Ja, psychische Belastung wie Stress oder Angst kann tatsächlich zu Herzrasen führen. Viele Menschen spüren bei angespannten Situationen – etwa am Arbeitsplatz oder in Konflikten – plötzlich ein schnelles oder heftiges Schlagen des Herzens. Der Körper reagiert so auf erhöhte Anspannung: Adrenalin wird ausgeschüttet, der Puls steigt, und das Herz schlägt schneller.

Aber Acht: Nicht jedes Herzrasen ist harmlos.

Wichtig ist, zwischen einem befristeten, stressbedingten Rhythmusanstieg und einer tatsächlichen Herzrhythmusstörung zu unterscheiden. Bei letzterer schlägt das Herz nicht nur schneller, sondern oft völlig unregelmässig – etwa bei Vorhofflimmern. Solche Muster sollten ärztlich abgeklärt werden, besonders wenn das Herzrasen länger anhält, mit Schwindel, Atemnot oder Brustenge verbunden ist oder ohne erkennbaren Grund auftritt.

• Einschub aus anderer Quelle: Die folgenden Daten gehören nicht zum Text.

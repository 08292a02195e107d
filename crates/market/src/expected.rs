//! Interfaces this module expects from its collaborators, plus an in-memory
//! bank used by tests and demos.

use std::collections::{HashMap, HashSet};
use std::sync::{Arc, RwLock};

use cosmwasm_std::{Coin, Uint128};
use rollapp_settlement_ledger::{LedgerError, PacketLedger};
use rollapp_settlement_types::{PacketKey, PendingPacket};
use thiserror::Error;

use crate::MarketError;

#[derive(Debug, Error)]
pub enum BankError {
    #[error("insufficient spendable funds: {address} holds {available} of {denom}, needs {required}")]
    InsufficientFunds {
        address: String,
        denom: String,
        required: Uint128,
        available: Uint128,
    },

    #[error("transfer rejected: {0}")]
    Rejected(String),
}

/// The external account/bank ledger. Deposits, withdrawals and policy live
/// outside this module; fulfillment only needs these four primitives.
pub trait ExternalLedger: Send + Sync {
    fn spendable_balance(&self, address: &str, denom: &str) -> Uint128;

    /// Atomic single-denomination value transfer.
    fn transfer(&self, from: &str, to: &str, amount: &Coin) -> Result<(), BankError>;

    fn is_blocked(&self, address: &str) -> bool;

    fn account_exists(&self, address: &str) -> bool;
}

/// Read/re-point access to the pending-packet ledger. A lookup relation,
/// never ownership: the marketplace holds keys into the ledger's key space
/// but the ledger knows nothing about orders.
pub trait PacketTracker: Send + Sync {
    fn packet(&self, key: &PacketKey) -> Option<PendingPacket>;

    fn update_recipient(&self, key: &PacketKey, recipient: &str) -> Result<(), MarketError>;
}

impl PacketTracker for PacketLedger {
    fn packet(&self, key: &PacketKey) -> Option<PendingPacket> {
        self.get(key)
    }

    fn update_recipient(&self, key: &PacketKey, recipient: &str) -> Result<(), MarketError> {
        self.update_recipient(key, recipient).map_err(|err| match err {
            LedgerError::NotFound { key } => MarketError::PacketNotFound { key },
            LedgerError::NotPending { key } => MarketError::PacketNotPending { key },
            other => MarketError::Ledger(other.to_string()),
        })
    }
}

/// In-memory [`ExternalLedger`] with explicit accounts, balances and a
/// blocked-address list.
#[derive(Clone, Default)]
pub struct MemoryBank {
    balances: Arc<RwLock<HashMap<(String, String), Uint128>>>,
    accounts: Arc<RwLock<HashSet<String>>>,
    blocked: Arc<RwLock<HashSet<String>>>,
}

impl MemoryBank {
    pub fn new() -> Self {
        Self::default()
    }

    pub fn with_account(self, address: impl Into<String>) -> Self {
        self.accounts.write().unwrap().insert(address.into());
        self
    }

    pub fn with_balance(self, address: impl Into<String>, coin: Coin) -> Self {
        let address = address.into();
        self.accounts.write().unwrap().insert(address.clone());
        self.balances
            .write()
            .unwrap()
            .insert((address, coin.denom), coin.amount);
        self
    }

    pub fn with_blocked(self, address: impl Into<String>) -> Self {
        self.blocked.write().unwrap().insert(address.into());
        self
    }

    pub fn balance_of(&self, address: &str, denom: &str) -> Uint128 {
        self.spendable_balance(address, denom)
    }
}

impl ExternalLedger for MemoryBank {
    fn spendable_balance(&self, address: &str, denom: &str) -> Uint128 {
        self.balances
            .read()
            .unwrap()
            .get(&(address.to_string(), denom.to_string()))
            .copied()
            .unwrap_or_default()
    }

    fn transfer(&self, from: &str, to: &str, amount: &Coin) -> Result<(), BankError> {
        let mut balances = self.balances.write().unwrap();
        let from_key = (from.to_string(), amount.denom.clone());
        let available = balances.get(&from_key).copied().unwrap_or_default();
        if available < amount.amount {
            return Err(BankError::InsufficientFunds {
                address: from.to_string(),
                denom: amount.denom.clone(),
                required: amount.amount,
                available,
            });
        }
        balances.insert(from_key, available - amount.amount);
        let to_key = (to.to_string(), amount.denom.clone());
        let credited = balances.get(&to_key).copied().unwrap_or_default() + amount.amount;
        balances.insert(to_key, credited);
        Ok(())
    }

    fn is_blocked(&self, address: &str) -> bool {
        self.blocked.read().unwrap().contains(address)
    }

    fn account_exists(&self, address: &str) -> bool {
        self.accounts.read().unwrap().contains(address)
    }
}
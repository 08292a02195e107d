//! Interfaces this module expects from the transport/light-client layer,
//! plus an in-memory implementation for tests and demos.

use std::collections::HashMap;
use std::sync::{Arc, RwLock};

use rollapp_settlement_types::TransferPacket;
use thiserror::Error;

#[derive(Debug, Error)]
#[error("{0}")]
pub struct StateError(String);

impl StateError {
    pub fn new(msg: impl Into<String>) -> Self {
        Self(msg.into())
    }
}

/// Rollapp registry and light-client heights, as seen by the ingress path.
pub trait RollappState: Send + Sync {
    /// Rollapp chain id behind a destination channel, `None` when the
    /// channel does not lead to a tracked rollapp.
    fn rollapp_of_channel(&self, port: &str, channel: &str)
        -> Result<Option<String>, StateError>;

    /// Latest light-client height for the packet's channel, used as a
    /// conservative stand-in for the packet's proof height.
    fn client_height(&self, packet: &TransferPacket) -> Result<u64, StateError>;

    /// Highest finalized height of a rollapp, `None` before the first
    /// state root is accepted.
    fn finalized_height(&self, rollapp_id: &str) -> Option<u64>;
}

/// In-memory [`RollappState`] with explicit channel and height tables.
#[derive(Clone, Default)]
pub struct MemoryState {
    channels: Arc<RwLock<HashMap<(String, String), String>>>,
    client_heights: Arc<RwLock<HashMap<String, u64>>>,
    finalized_heights: Arc<RwLock<HashMap<String, u64>>>,
}

impl MemoryState {
    pub fn new() -> Self {
        Self::default()
    }

    pub fn with_channel(
        self,
        port: impl Into<String>,
        channel: impl Into<String>,
        rollapp_id: impl Into<String>,
    ) -> Self {
        self.channels
            .write()
            .unwrap()
            .insert((port.into(), channel.into()), rollapp_id.into());
        self
    }

    pub fn set_client_height(&self, rollapp_id: impl Into<String>, height: u64) {
        self.client_heights
            .write()
            .unwrap()
            .insert(rollapp_id.into(), height);
    }

    pub fn set_finalized_height(&self, rollapp_id: impl Into<String>, height: u64) {
        self.finalized_heights
            .write()
            .unwrap()
            .insert(rollapp_id.into(), height);
    }
}

impl RollappState for MemoryState {
    fn rollapp_of_channel(
        &self,
        port: &str,
        channel: &str,
    ) -> Result<Option<String>, StateError> {
        Ok(self
            .channels
            .read()
            .unwrap()
            .get(&(port.to_string(), channel.to_string()))
            .cloned())
    }

    fn client_height(&self, packet: &TransferPacket) -> Result<u64, StateError> {
        let rollapp = self
            .rollapp_of_channel(&packet.destination_port, &packet.destination_channel)?
            .ok_or_else(|| StateError::new("no client for channel"))?;
        self.client_heights
            .read()
            .unwrap()
            .get(&rollapp)
            .copied()
            .ok_or_else(|| StateError::new(format!("no client state for {rollapp}")))
    }

    fn finalized_height(&self, rollapp_id: &str) -> Option<u64> {
        self.finalized_heights.read().unwrap().get(rollapp_id).copied()
    }
}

Wenn Sie bemerken, dass Ihr Herz beim Rasen gleichmässig schlägt und die Beschwerden meist in stressigen Phasen auftreten, spricht vieles für eine psychische Ursache. Dennoch ist eine Abklärung sinnvoll – nicht nur zur Beruhigung, sondern auch, um sicherzugehen, dass keine ernsthafte Grunderkrankung vorliegt.

Einfache Massnahmen wie bewusstes Atmen, kurze Pausen oder körperliche Bewegung im Alltag können helfen, das vegetative Gleichgewicht wiederherzustellen. Wer häufiger unter Herzrasen leidet, sollte nicht einfach abwarten – eine gezielte Untersuchung beim Arzt bringt Klarheit.